I will, however, be applying C5 when my wheels are sorted soon! Based on the superb results on the other GTechniq products, I am really looking forward to it!!!!


----------



## JFReturns (Jun 17, 2010)

What is the difference between wheel sealants and ordinary wax?


----------



## big ben (Aug 25, 2009)

*gtechniq C5* - lasts forever but quite expensive
*Planet polish wheel seal and shine* - lasts 3 months and £10 delivered a good price
*Fk1000p *- a tin will last you a life time, 3 months protection and can be used on paint, exhaust and windows to

best ones i have used, need to try the Wolfs rim sealant though as i bet thats good to...


----------



## big ben (Aug 25, 2009)

JFReturns said:


> What is the difference between wheel sealants and ordinary wax?

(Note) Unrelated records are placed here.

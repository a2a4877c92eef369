//! Asynchronous delivery of TLS material to waiting connections.
//!
//! A [`SecretProvider`] represents one in-flight (or finished)
//! acquisition of [`TlsMaterial`] for a context descriptor. Connections
//! register a [`SecretCallback`]; the provider fires each callback
//! exactly once, on the connection's own executor, with either the
//! delivered material or a terminal error. Callbacks registered after
//! the provider reached a terminal state observe that same outcome.

use std::future::Future;
use std::pin::Pin;
use std::sync::{Arc, Mutex, PoisonError};

use tokio_util::sync::CancellationToken;

use crate::context::DiscoverySource;
use crate::error::{Error, Result};
use crate::material::TlsMaterial;
use crate::pipeline::{ConnectionExecutor, Pipeline};
use crate::prelude::{debug, warn};

/// An owned, boxed future, as returned by [`SecretFetcher::fetch`].
pub type BoxFuture<'a, T> = Pin<Box<dyn Future<Output = T> + Send + 'a>>;

/// Resolves a named secret against a discovery source.
///
/// Implementations typically hold a client for the secret-discovery
/// control plane; tests substitute in-memory fetchers.
pub trait SecretFetcher: Send + Sync {
    /// Fetches TLS material for `secret_name` from `source`.
    fn fetch(&self, secret_name: &str, source: &DiscoverySource) -> BoxFuture<'static, Result<TlsMaterial>>;
}

impl std::fmt::Debug for dyn SecretFetcher {
    fn fmt(&self, f: &mut std::fmt::Formatter<'_>) -> std::fmt::Result {
        f.write_str("SecretFetcher")
    }
}

type SuccessFn = Box<dyn FnOnce(&mut Pipeline, Arc<TlsMaterial>) + Send>;
type FailureFn = Box<dyn FnOnce(&mut Pipeline, Error) + Send>;

/// A one-shot pair of continuations for a single connection.
///
/// Whichever side fires, it runs on the connection's executor, so the
/// continuation gets exclusive access to the connection's pipeline.
pub struct SecretCallback {
    executor: ConnectionExecutor,
    on_success: SuccessFn,
    on_failure: FailureFn,
}

impl std::fmt::Debug for SecretCallback {
    fn fmt(&self, f: &mut std::fmt::Formatter<'_>) -> std::fmt::Result {
        f.write_str("SecretCallback")
    }
}

impl SecretCallback {
    /// Pairs success and failure continuations with the executor of the
    /// connection that will consume the material.
    pub fn new<S, F>(executor: ConnectionExecutor, on_success: S, on_failure: F) -> Self
    where
        S: FnOnce(&mut Pipeline, Arc<TlsMaterial>) + Send + 'static,
        F: FnOnce(&mut Pipeline, Error) + Send + 'static,
    {
        Self {
            executor,
            on_success: Box::new(on_success),
            on_failure: Box::new(on_failure),
        }
    }

    fn complete(self, outcome: Result<Arc<TlsMaterial>>) {
        let Self {
            executor,
            on_success,
            on_failure,
        } = self;
        let delivered = match outcome {
            Ok(material) => executor.execute(move |pipeline| on_success(pipeline, material)),
            Err(err) => executor.execute(move |pipeline| on_failure(pipeline, err)),
        };
        if !delivered {
            warn!("dropping secret callback: connection executor is gone");
        }
    }
}

enum DeliveryState {
    Pending(Vec<SecretCallback>),
    Delivered(Arc<TlsMaterial>),
    Failed(Error),
}

struct ProviderShared {
    state: Mutex<DeliveryState>,
    cancel: CancellationToken,
}

impl ProviderShared {
    fn resolve(&self, outcome: Result<Arc<TlsMaterial>>) {
        let mut state = self
            .state
            .lock()
            .unwrap_or_else(PoisonError::into_inner);
        let pending = match &mut *state {
            DeliveryState::Pending(callbacks) => std::mem::take(callbacks),
            _ => {
                debug!("secret provider already terminal, ignoring late resolution");
                return;
            }
        };
        *state = match &outcome {
            Ok(material) => DeliveryState::Delivered(Arc::clone(material)),
            Err(err) => DeliveryState::Failed(err.clone()),
        };
        drop(state);

        debug!("resolving secret provider for {} waiter(s)", pending.len());
        for callback in pending {
            callback.complete(outcome.clone());
        }
    }
}

/// One acquisition of TLS material, shared by every connection whose
/// context descriptor maps to it.
pub struct SecretProvider {
    shared: Arc<ProviderShared>,
}

impl std::fmt::Debug for SecretProvider {
    fn fmt(&self, f: &mut std::fmt::Formatter<'_>) -> std::fmt::Result {
        let state = self
            .shared
            .state
            .lock()
            .unwrap_or_else(PoisonError::into_inner);
        let label = match &*state {
            DeliveryState::Pending(callbacks) => format!("pending({})", callbacks.len()),
            DeliveryState::Delivered(_) => "delivered".to_string(),
            DeliveryState::Failed(_) => "failed".to_string(),
        };
        f.debug_struct("SecretProvider").field("state", &label).finish()
    }
}

impl SecretProvider {
    fn with_state(state: DeliveryState) -> Self {
        Self {
            shared: Arc::new(ProviderShared {
                state: Mutex::new(state),
                cancel: CancellationToken::new(),
            }),
        }
    }

    /// A provider whose material was already at hand when it was built.
    pub fn ready(material: TlsMaterial) -> Self {
        Self::with_state(DeliveryState::Delivered(Arc::new(material)))
    }

    /// A provider that can only replay the given failure.
    pub fn failed(error: Error) -> Self {
        Self::with_state(DeliveryState::Failed(error))
    }

    /// Drives `acquire` on `runtime` and resolves the provider with its
    /// outcome. Acquisition errors are folded into
    /// [`Error::SecretDeliveryFailed`].
    pub fn spawn(
        runtime: &tokio::runtime::Handle,
        acquire: BoxFuture<'static, Result<TlsMaterial>>,
    ) -> Self {
        let provider = Self::with_state(DeliveryState::Pending(Vec::new()));
        let shared = Arc::clone(&provider.shared);
        runtime.spawn(async move {
            tokio::select! {
                _ = shared.cancel.cancelled() => {
                    shared.resolve(Err(Error::Closed));
                }
                outcome = acquire => {
                    let outcome = outcome
                        .map(Arc::new)
                        .map_err(|e| match e {
                            err @ Error::SecretDeliveryFailed(_) => err,
                            other => Error::SecretDeliveryFailed(other.to_string()),
                        });
                    shared.resolve(outcome);
                }
            }
        });
        provider
    }

    /// Registers a callback for the material.
    ///
    /// While acquisition is in flight the callback is queued; once the
    /// provider is terminal the callback fires immediately with the
    /// recorded outcome. Either way it fires on the connection's
    /// executor, never inline.
    pub fn register(&self, callback: SecretCallback) {
        let mut state = self
            .shared
            .state
            .lock()
            .unwrap_or_else(PoisonError::into_inner);
        match &mut *state {
            DeliveryState::Pending(callbacks) => callbacks.push(callback),
            DeliveryState::Delivered(material) => {
                let material = Arc::clone(material);
                drop(state);
                callback.complete(Ok(material));
            }
            DeliveryState::Failed(err) => {
                let err = err.clone();
                drop(state);
                callback.complete(Err(err));
            }
        }
    }

    /// Aborts a still-pending acquisition. Queued callbacks fail with
    /// [`Error::Closed`]; a provider that already delivered keeps its
    /// material.
    pub fn cancel(&self) {
        self.shared.cancel.cancel();
        self.shared.resolve(Err(Error::Closed));
    }

    /// The delivered material, if acquisition already succeeded.
    pub fn material(&self) -> Option<Arc<TlsMaterial>> {
        let state = self
            .shared
            .state
            .lock()
            .unwrap_or_else(PoisonError::into_inner);
        match &*state {
            DeliveryState::Delivered(material) => Some(Arc::clone(material)),
            _ => None,
        }
    }
}

#[cfg(test)]
mod tests {
    use super::*;
    use crate::context::ConnectionMetadata;

    fn recording_callback(
        pipeline: &Pipeline,
        seen: Arc<Mutex<Vec<Result<()>>>>,
    ) -> SecretCallback {
        SecretCallback::new(
            pipeline.executor(),
            {
                let seen = Arc::clone(&seen);
                move |_, _| seen.lock().unwrap().push(Ok(()))
            },
            move |_, err| seen.lock().unwrap().push(Err(err)),
        )
    }

    fn empty_material() -> TlsMaterial {
        TlsMaterial {
            cert_chain: Vec::new(),
            key: None,
            trust_roots: Vec::new(),
        }
    }

    #[test]
    fn ready_provider_replays_material_to_late_registrations() {
        let mut pipeline = Pipeline::new(ConnectionMetadata::default());
        let seen = Arc::new(Mutex::new(Vec::new()));
        let provider = SecretProvider::ready(empty_material());

        provider.register(recording_callback(&pipeline, Arc::clone(&seen)));
        provider.register(recording_callback(&pipeline, Arc::clone(&seen)));
        assert!(seen.lock().unwrap().is_empty(), "must not fire inline");

        pipeline.run_scheduled();
        let seen = seen.lock().unwrap();
        assert_eq!(seen.len(), 2);
        assert!(seen.iter().all(|r| r.is_ok()));
    }

    #[test]
    fn failed_provider_replays_the_error() {
        let mut pipeline = Pipeline::new(ConnectionMetadata::default());
        let seen = Arc::new(Mutex::new(Vec::new()));
        let provider = SecretProvider::failed(Error::SecretDeliveryFailed("boom".to_string()));

        provider.register(recording_callback(&pipeline, Arc::clone(&seen)));
        pipeline.run_scheduled();

        let seen = seen.lock().unwrap();
        assert!(matches!(seen[0], Err(Error::SecretDeliveryFailed(_))));
    }

    #[tokio::test]
    async fn spawned_provider_delivers_exactly_once_per_callback() {
        let mut pipeline = Pipeline::new(ConnectionMetadata::default());
        let seen = Arc::new(Mutex::new(Vec::new()));

        let (tx, rx) = tokio::sync::oneshot::channel();
        let provider = SecretProvider::spawn(
            &tokio::runtime::Handle::current(),
            Box::pin(async move {
                rx.await.map_err(|_| Error::Closed)?;
                Ok(empty_material())
            }),
        );

        provider.register(recording_callback(&pipeline, Arc::clone(&seen)));
        pipeline.run_scheduled();
        assert!(seen.lock().unwrap().is_empty(), "nothing before delivery");

        tx.send(()).unwrap();
        pipeline.await_scheduled().await;
        assert_eq!(seen.lock().unwrap().len(), 1);

        // A registration after the terminal state still fires, once.
        provider.register(recording_callback(&pipeline, Arc::clone(&seen)));
        pipeline.await_scheduled().await;
        assert_eq!(seen.lock().unwrap().len(), 2);
    }

    #[tokio::test]
    async fn cancel_fails_pending_callbacks_with_closed() {
        let mut pipeline = Pipeline::new(ConnectionMetadata::default());
        let seen = Arc::new(Mutex::new(Vec::new()));

        let provider = SecretProvider::spawn(
            &tokio::runtime::Handle::current(),
            Box::pin(std::future::pending()),
        );
        provider.register(recording_callback(&pipeline, Arc::clone(&seen)));

        provider.cancel();
        pipeline.await_scheduled().await;

        let seen = seen.lock().unwrap();
        assert!(matches!(seen[0], Err(Error::Closed)));
    }

    #[test]
    fn cancel_after_delivery_keeps_the_material() {
        let provider = SecretProvider::ready(empty_material());
        provider.cancel();
        assert!(provider.material().is_some());
    }
}
use thiserror::Error;

#[derive(Error, Debug)]
pub enum CoreError {
    #[error("Can't read file: {0}")]
    FileReadError(String),

    #[error("Malformed read record at line {line}: {reason}")]
    MalformedRead { line: usize, reason: String },

    #[error("Error parsing chromosome sizes at line {line}: {reason}")]
    ChromSizesParseError { line: usize, reason: String },

    #[error("Corrupted file. 0 chromosomes found in: {0}")]
    EmptyGenome(String),

    #[error("Duplicate chromosome in genome metadata: {0}")]
    DuplicateChromosome(String),

    #[error(transparent)]
    Io(#[from] std::io::Error),
}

an ordinary wax would last a month tops on a wheel, so unless you want to take your wheels off monthly they arent the best idea.


----------



## -Ashley- (Nov 19, 2010)

Gtech C5 for me easily


----------



## james_death (Aug 9, 2010)

Fk 1000p for me as so useful.


----------



## PaulTheo (Sep 26, 2010)

I am enjoying the Planet Polish Wheel Seal And Shine. It leaves a great finish, is very easy to apply and lasts about 3 months on my A4 which by that time my wheels need to come off to clean the calipers and heat shields anyway. Its also a very reasonable price and exceeded my expectations.


----------



## Blueberry (Aug 10, 2007)

+1 for Planet Polish Wheel Seal and Shine.:thumb:


----------



## 197F1 (Aug 23, 2008)

Looking at wheel sealants and kind of narrowed it down to Nanolex Premium and Poorboys. Any direct comparisons of the two?

I use a 4:1 Bilberry dillution every time I clean the wheels, would both products stand up to this? 

Which would give the best finish? I only do 4-5k miles a year on the car in question, so finish is possibly more important than durability. But at the same time in the past I have used Rainforest rub and this has only lasted a month.

In the past I have Bilberry'd, layer of SRP/LP then wax. Is that common practice for most people on here? Or do people go further and add a layer of glaze etc?


----------



## big ben (Aug 25, 2009)

197F1 said:


> I use a 4:1 Bilberry dillution every time I clean the wheels, would both products stand up to this?


no sealant/wax will like bilberry! the idea of a sealant is so you dont need a wheel cleaner, just use a shampoo mix in a spray bottle


----------



## UberCool1 (Feb 13, 2011)

Ive been trialling rimwax over the winter and have been impresesed with the durability and shiny finish. Easy to apply aswell.


----------



## tommyzooom (Aug 15, 2009)

I tried fk1000 om my wheels and I found that they attracted dirt and brake dust a lot more than the poorboys i used before, not as shiny either, I put a coat of poorboys on top and all is good again


----------



## Deep blue (Sep 21, 2009)

I like to use Blackfire's all metal sealant nowadays. It leaves a really glossy finish and it seems to be pretty durable too. Its 3 months now when I applied it onto wheels and still going strong, even on salted roads.

Of course its not as durable product as C5, but pretty good imo.

http://www.polishedbliss.co.uk/acatalog/blackfire-all-metal-sealant-cat20.html


----------



## -Raven- (Aug 26, 2010)

I just use my trusty opti-seal. It does the trick nicely.


----------



## keepout (Feb 7, 2011)

I would like to try the C5, but the prize ... 15ml - 28 pounds, that means 185 pounds for 100ml. I cannot get rid of the feeling that I am going to pay a lot of "silly man's taxes". Why is this stuff so extremely expensive? I know, that it is contentrated and lasts for years ..


----------



## BlueMikey (Jan 23, 2010)

Poorboys Wheel Sealant for me. The cost, shine and longevity of it is really impressive!


----------



## woodym3 (Aug 30, 2009)

+1 for planet polish ws+s.


----------



## Black Magic Detail (Aug 17, 2010)

i like the blackfire metal


----------



## Mike! (Jul 3, 2010)

There are too many on the market to say whats best I think. I just found one I find easy to use, happy with the results and is affordable.


----------